Few native tools, bash is core. Unlike Claude Code, which comes loaded with Read/Grep/Glob/Edit/Task tools, Pi only gives you a bash and a read. The rest is on you to cobble together shell commands. This perfectly aligns with what the paper's RQ6 wanted to verify—a minimal toolset is sufficient.

Built-in compaction mechanism. Pi by default auto-summarizes older messages into short text when approaching context limits. The authors extended this mechanism in their fork into the tunable L0-L4 strategies.

No frills. No sub-agents, no plan mode, no MCP—these are all things Pi deliberately "cuts," relying on extensions to add them. This stripped-down style made it easy for the authors to run controlled experiments: ensuring performance differences weren't noise introduced by the harness.
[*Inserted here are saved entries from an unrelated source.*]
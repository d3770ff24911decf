//! Literal placeholder substitution for URLs and bodies.

/// Ordered set of `token -> value` replacements.
///
/// Replacements run in insertion order, so a value written by an earlier
/// placeholder can itself be replaced by a later one.
#[derive(Debug, Clone, Default, PartialEq, Eq)]
pub struct Placeholders {
    entries: Vec<(String, String)>,
}

impl Placeholders {
    pub fn new() -> Self {
        Self::default()
    }

    /// Set or update a placeholder. Updating keeps the original position.
    pub fn set(&mut self, key: impl Into<String>, value: impl Into<String>) {
        let key = key.into();
        let value = value.into();
        match self.entries.iter_mut().find(|(k, _)| *k == key) {
            Some((_, existing)) => *existing = value,
            None => self.entries.push((key, value)),
        }
    }

    pub fn remove(&mut self, key: &str) {
        self.entries.retain(|(k, _)| k != key);
    }

    pub fn get(&self, key: &str) -> Option<&str> {
        self.entries
            .iter()
            .find(|(k, _)| k == key)
            .map(|(_, v)| v.as_str())
    }

    pub fn is_empty(&self) -> bool {
        self.entries.is_empty()
    }

    pub fn replace(&self, text: &str) -> String {
        self.entries
            .iter()
            .filter(|(key, _)| !key.is_empty())
            .fold(text.to_string(), |acc, (key, value)| acc.replace(key, value))
    }
}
What Does the Actual Workflow Look Like?

The minimal runnable command looks like this:

uv run dci-agent-lite \
  --provider openai \
  --model gpt-5.4-nano \
  --cwd "corpus/wiki_corpus" \
  --extra-arg="--thinking high" \
  --extra-arg="--context-management-level level3" \
  "Using the wiki_dump.jsonl in the current directory, answer: Which street did the Great Fire of London originate on? Use rg instead of grep."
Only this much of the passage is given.